**DIRECTIONS FOR THIS TASK:** Within the records below, filter for lines carrying the word "AuditionStep" and copy them.

**INFORMATION:**

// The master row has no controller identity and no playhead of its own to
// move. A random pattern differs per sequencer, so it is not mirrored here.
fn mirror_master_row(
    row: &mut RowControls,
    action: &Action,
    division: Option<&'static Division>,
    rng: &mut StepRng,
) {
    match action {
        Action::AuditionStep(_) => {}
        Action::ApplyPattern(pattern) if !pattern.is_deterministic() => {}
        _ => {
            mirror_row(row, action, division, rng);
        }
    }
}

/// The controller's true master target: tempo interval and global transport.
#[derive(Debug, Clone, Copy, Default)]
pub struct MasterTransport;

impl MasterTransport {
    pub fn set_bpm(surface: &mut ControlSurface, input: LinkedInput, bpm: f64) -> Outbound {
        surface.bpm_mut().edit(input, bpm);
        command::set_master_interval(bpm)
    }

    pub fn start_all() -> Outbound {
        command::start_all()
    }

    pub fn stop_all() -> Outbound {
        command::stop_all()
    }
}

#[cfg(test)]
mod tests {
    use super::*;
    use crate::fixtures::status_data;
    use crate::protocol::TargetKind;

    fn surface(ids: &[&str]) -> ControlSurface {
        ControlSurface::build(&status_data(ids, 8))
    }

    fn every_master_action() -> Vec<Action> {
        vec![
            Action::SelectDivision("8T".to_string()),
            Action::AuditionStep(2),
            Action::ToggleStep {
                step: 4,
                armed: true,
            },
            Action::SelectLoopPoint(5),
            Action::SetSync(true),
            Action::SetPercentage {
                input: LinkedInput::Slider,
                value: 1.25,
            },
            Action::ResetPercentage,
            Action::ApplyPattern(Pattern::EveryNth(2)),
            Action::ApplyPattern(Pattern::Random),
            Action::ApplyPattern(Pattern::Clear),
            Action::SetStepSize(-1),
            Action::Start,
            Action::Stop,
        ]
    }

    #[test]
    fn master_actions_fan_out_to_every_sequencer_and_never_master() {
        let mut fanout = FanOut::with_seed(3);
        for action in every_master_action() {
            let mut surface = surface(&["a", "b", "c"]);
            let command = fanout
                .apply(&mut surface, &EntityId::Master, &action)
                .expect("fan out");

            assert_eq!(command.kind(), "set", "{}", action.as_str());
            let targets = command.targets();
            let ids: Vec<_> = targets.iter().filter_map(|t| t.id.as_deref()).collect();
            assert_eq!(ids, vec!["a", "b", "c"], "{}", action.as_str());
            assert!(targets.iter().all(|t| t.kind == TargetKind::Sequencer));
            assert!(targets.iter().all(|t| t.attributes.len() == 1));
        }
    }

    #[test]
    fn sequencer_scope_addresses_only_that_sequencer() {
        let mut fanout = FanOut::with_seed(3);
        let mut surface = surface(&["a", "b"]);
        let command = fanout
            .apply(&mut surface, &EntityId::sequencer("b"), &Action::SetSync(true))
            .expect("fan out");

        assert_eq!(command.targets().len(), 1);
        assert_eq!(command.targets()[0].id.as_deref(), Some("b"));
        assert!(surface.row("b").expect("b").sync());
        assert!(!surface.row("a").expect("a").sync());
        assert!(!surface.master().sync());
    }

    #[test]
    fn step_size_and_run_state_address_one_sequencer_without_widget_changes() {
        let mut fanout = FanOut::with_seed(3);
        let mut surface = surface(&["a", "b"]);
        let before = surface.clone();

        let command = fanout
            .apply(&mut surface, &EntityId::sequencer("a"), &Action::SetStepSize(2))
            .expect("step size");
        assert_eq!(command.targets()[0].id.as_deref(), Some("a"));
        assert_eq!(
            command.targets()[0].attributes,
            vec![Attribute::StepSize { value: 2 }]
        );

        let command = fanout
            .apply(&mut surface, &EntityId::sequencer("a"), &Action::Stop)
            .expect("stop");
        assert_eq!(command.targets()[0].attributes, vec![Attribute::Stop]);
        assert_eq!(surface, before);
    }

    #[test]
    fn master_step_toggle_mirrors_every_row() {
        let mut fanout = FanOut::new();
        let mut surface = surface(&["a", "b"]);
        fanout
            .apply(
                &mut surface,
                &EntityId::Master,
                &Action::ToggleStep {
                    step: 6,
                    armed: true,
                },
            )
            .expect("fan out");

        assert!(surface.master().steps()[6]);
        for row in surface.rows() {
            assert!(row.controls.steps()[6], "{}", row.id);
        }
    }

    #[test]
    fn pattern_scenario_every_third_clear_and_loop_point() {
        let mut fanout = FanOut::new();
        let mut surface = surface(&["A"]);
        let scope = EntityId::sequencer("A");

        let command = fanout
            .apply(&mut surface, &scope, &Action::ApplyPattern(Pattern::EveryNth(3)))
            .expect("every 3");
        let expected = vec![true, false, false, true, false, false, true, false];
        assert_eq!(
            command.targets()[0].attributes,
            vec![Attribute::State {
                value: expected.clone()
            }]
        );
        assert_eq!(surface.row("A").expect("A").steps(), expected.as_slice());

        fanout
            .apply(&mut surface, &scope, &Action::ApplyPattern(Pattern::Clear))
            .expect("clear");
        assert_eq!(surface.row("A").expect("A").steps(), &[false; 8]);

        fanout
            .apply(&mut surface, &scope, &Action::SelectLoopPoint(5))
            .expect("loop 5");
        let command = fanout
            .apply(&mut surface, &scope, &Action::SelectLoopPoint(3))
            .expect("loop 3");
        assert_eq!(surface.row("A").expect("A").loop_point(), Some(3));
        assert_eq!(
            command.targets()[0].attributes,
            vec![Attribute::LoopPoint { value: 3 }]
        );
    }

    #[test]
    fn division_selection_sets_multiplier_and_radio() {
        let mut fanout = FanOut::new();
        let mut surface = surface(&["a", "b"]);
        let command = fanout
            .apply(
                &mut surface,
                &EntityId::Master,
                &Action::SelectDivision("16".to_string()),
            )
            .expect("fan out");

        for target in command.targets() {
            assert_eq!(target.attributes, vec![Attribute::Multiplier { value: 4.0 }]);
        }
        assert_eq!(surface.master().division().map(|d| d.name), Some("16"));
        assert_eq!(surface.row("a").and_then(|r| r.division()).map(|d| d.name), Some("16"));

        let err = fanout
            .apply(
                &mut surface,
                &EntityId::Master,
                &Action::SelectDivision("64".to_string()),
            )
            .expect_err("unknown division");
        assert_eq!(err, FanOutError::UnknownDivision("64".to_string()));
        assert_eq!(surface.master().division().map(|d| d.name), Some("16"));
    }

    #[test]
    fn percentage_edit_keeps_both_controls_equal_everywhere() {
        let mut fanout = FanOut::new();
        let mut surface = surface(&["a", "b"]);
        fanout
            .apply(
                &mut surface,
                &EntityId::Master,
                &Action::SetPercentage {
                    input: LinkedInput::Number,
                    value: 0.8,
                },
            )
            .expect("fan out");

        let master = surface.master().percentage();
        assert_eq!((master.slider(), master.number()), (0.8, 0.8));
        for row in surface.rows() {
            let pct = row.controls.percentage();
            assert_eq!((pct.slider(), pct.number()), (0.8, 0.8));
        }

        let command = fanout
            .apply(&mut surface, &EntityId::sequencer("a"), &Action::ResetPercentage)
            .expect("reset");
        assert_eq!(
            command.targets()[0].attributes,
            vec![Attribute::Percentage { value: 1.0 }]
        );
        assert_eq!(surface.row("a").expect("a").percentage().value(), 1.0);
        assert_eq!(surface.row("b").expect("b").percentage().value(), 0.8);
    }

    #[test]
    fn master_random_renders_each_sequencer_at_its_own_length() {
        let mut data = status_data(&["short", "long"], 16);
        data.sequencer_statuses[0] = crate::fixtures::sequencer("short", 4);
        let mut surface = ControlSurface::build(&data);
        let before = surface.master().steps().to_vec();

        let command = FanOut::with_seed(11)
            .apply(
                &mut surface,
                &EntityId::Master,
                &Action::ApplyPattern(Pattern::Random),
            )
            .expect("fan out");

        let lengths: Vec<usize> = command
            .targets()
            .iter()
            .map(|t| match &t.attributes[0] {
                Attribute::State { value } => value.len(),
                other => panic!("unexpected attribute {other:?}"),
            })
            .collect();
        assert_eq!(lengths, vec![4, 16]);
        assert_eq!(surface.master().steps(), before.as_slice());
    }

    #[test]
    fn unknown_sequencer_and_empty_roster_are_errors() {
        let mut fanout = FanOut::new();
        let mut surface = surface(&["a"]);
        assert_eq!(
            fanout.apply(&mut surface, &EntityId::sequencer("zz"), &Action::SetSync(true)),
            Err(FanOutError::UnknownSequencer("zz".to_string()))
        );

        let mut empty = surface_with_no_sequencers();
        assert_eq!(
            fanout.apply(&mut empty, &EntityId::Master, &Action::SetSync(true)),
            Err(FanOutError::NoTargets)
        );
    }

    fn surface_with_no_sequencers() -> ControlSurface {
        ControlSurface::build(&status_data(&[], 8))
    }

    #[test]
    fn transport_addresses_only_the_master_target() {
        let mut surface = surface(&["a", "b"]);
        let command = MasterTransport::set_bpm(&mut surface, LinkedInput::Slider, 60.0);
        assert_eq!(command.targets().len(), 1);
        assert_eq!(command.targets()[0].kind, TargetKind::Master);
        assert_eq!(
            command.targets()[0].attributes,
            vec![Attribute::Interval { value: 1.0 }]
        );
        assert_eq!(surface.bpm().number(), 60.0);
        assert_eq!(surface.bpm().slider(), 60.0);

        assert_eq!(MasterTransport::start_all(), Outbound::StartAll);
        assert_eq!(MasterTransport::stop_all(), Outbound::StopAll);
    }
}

**EXERCISE RESULT:**
        Action::AuditionStep(_) => {}
            Action::AuditionStep(2),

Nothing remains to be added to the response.